- [What is needed]:
Please restate each entry word for word.

*** Opening Data for review ***

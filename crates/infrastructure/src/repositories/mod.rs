pub mod managed_file_store;
pub mod static_upstream_source;
pub mod toml_config_repository;

pub use managed_file_store::ManagedFileStore;
pub use static_upstream_source::ConfigUpstreamSource;
pub use toml_config_repository::TomlConfigRepository;
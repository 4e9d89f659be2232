#[path = "../common/mod.rs"]
mod common;

use common::{dns_config, write_list, MockUpstream, TestServer};
use sluice_dns_application::ports::{ManagedUpstreamFileRepository, ResolutionServer};
use sluice_dns_domain::DomainError;
use std::net::{IpAddr, Ipv4Addr};
use std::sync::Arc;

#[tokio::test]
async fn test_initialize_serves_configured_upstreams() {
    // Arrange
    let upstream = MockUpstream::answering(Ipv4Addr::new(192, 0, 2, 10)).await;

    // Act
    let app = TestServer::start(dns_config(vec![upstream.upstream()])).await;

    // Assert
    assert!(app.server.is_running().await);
    assert_eq!(
        app.resolve("example.org").await,
        vec![IpAddr::V4(Ipv4Addr::new(192, 0, 2, 10))]
    );

    app.shutdown().await;
}

#[tokio::test]
async fn test_reload_swaps_state_and_closes_previous_groups() {
    // Arrange
    let upstream = MockUpstream::answering(Ipv4Addr::new(192, 0, 2, 10)).await;
    let app = TestServer::start(dns_config(vec![upstream.upstream()])).await;
    let before = app.server.current().unwrap();

    // Act
    app.reload.execute().await.unwrap();

    // Assert
    let after = app.server.current().unwrap();
    assert!(!Arc::ptr_eq(&before, &after));
    let closed = before
        .main
        .exchange("example.org", &[0u8; 12], Default::default())
        .await
        .unwrap_err();
    assert!(closed.is_network());
    assert!(app.server.is_running().await);
    assert_eq!(
        app.resolve("example.org").await,
        vec![IpAddr::V4(Ipv4Addr::new(192, 0, 2, 10))]
    );

    app.shutdown().await;
}

#[tokio::test]
async fn test_failed_reload_keeps_previous_state_serving() {
    // Arrange
    let upstream = MockUpstream::answering(Ipv4Addr::new(192, 0, 2, 10)).await;
    let app = TestServer::start(dns_config(vec![upstream.upstream()])).await;
    let list = write_list(app.dir.path(), "extra.txt", &[upstream.upstream()]);
    let file = app
        .add_file
        .execute("extra", list.to_str().unwrap())
        .await
        .unwrap();
    let before = app.server.current().unwrap();
    let addr_before = app.addr().await;

    // A directory in place of the cached list makes it unreadable.
    let cached = file.path(&app.dir.path().join("data"));
    std::fs::remove_file(&cached).unwrap();
    std::fs::create_dir(&cached).unwrap();

    // Act
    let err = app.reload.execute().await.unwrap_err();

    // Assert
    assert!(matches!(err.root_cause(), DomainError::ManagedFileRead { .. }));
    assert!(Arc::ptr_eq(&before, &app.server.current().unwrap()));
    assert_eq!(app.addr().await, addr_before);
    assert_eq!(
        app.resolve("example.org").await,
        vec![IpAddr::V4(Ipv4Addr::new(192, 0, 2, 10))]
    );
    assert_eq!(app.store.snapshot().await.files.len(), 1);

    app.shutdown().await;
}

#[tokio::test]
async fn test_concurrent_reloads_are_serialized() {
    // Arrange
    let upstream = MockUpstream::answering(Ipv4Addr::new(192, 0, 2, 10)).await;
    let app = TestServer::start(dns_config(vec![upstream.upstream()])).await;

    // Act
    let (first, second) = tokio::join!(app.reload.execute(), app.reload.execute());

    // Assert
    first.unwrap();
    second.unwrap();
    assert!(app.server.is_running().await);
    assert_eq!(
        app.resolve("example.org").await,
        vec![IpAddr::V4(Ipv4Addr::new(192, 0, 2, 10))]
    );

    app.shutdown().await;
}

*** Closing Data for review ***

- [Result]:
filename crates/infrastructure/src/repositories/mod.rs
pub mod managed_file_store;
pub mod static_upstream_source;
pub mod toml_config_repository;

pub use managed_file_store::ManagedFileStore;
pub use static_upstream_source::ConfigUpstreamSource;
pub use toml_config_repository::TomlConfigRepository;
repository 4e9d89f659be2232
#[path = "../common/mod.rs"]
mod common;

use common::{dns_config, write_list, MockUpstream, TestServer};
use sluice_dns_application::ports::{ManagedUpstreamFileRepository, ResolutionServer};
use sluice_dns_domain::DomainError;
use std::net::{IpAddr, Ipv4Addr};
use std::sync::Arc;

#[tokio::test]
async fn test_initialize_serves_configured_upstreams() {
    // Arrange
    let upstream = MockUpstream::answering(Ipv4Addr::new(192, 0, 2, 10)).await;

    // Act
    let app = TestServer::start(dns_config(vec![upstream.upstream()])).await;

    // Assert
    assert!(app.server.is_running().await);
    assert_eq!(
        app.resolve("example.org").await,
        vec![IpAddr::V4(Ipv4Addr::new(192, 0, 2, 10))]
    );

    app.shutdown().await;
}

#[tokio::test]
async fn test_reload_swaps_state_and_closes_previous_groups() {
    // Arrange
    let upstream = MockUpstream::answering(Ipv4Addr::new(192, 0, 2, 10)).await;
    let app = TestServer::start(dns_config(vec![upstream.upstream()])).await;
    let before = app.server.current().unwrap();

    // Act
    app.reload.execute().await.unwrap();

    // Assert
    let after = app.server.current().unwrap();
    assert!(!Arc::ptr_eq(&before, &after));
    let closed = before
        .main
        .exchange("example.org", &[0u8; 12], Default::default())
        .await
        .unwrap_err();
    assert!(closed.is_network());
    assert!(app.server.is_running().await);
    assert_eq!(
        app.resolve("example.org").await,
        vec![IpAddr::V4(Ipv4Addr::new(192, 0, 2, 10))]
    );

    app.shutdown().await;
}

#[tokio::test]
async fn test_failed_reload_keeps_previous_state_serving() {
    // Arrange
    let upstream = MockUpstream::answering(Ipv4Addr::new(192, 0, 2, 10)).await;
    let app = TestServer::start(dns_config(vec![upstream.upstream()])).await;
    let list = write_list(app.dir.path(), "extra.txt", &[upstream.upstream()]);
    let file = app
        .add_file
        .execute("extra", list.to_str().unwrap())
        .await
        .unwrap();
    let before = app.server.current().unwrap();
    let addr_before = app.addr().await;

    // A directory in place of the cached list makes it unreadable.
    let cached = file.path(&app.dir.path().join("data"));
    std::fs::remove_file(&cached).unwrap();
    std::fs::create_dir(&cached).unwrap();

    // Act
    let err = app.reload.execute().await.unwrap_err();

    // Assert
    assert!(matches!(err.root_cause(), DomainError::ManagedFileRead { .. }));
    assert!(Arc::ptr_eq(&before, &app.server.current().unwrap()));
    assert_eq!(app.addr().await, addr_before);
    assert_eq!(
        app.resolve("example.org").await,
        vec![IpAddr::V4(Ipv4Addr::new(192, 0, 2, 10))]
    );
    assert_eq!(app.store.snapshot().await.files.len(), 1);

    app.shutdown().await;
}

#[tokio::test]
async fn test_concurrent_reloads_are_serialized() {
    // Arrange
    let upstream = MockUpstream::answering(Ipv4Addr::new(192, 0, 2, 10)).await;
    let app = TestServer::start(dns_config(vec![upstream.upstream()])).await;

    // Act
    let (first, second) = tokio::join!(app.reload.execute(), app.reload.execute());

    // Assert
    first.unwrap();
    second.unwrap();
    assert!(app.server.is_running().await);
    assert_eq!(
        app.resolve("example.org").await,
        vec![IpAddr::V4(Ipv4Addr::new(192, 0, 2, 10))]
    );

    app.shutdown().await;
}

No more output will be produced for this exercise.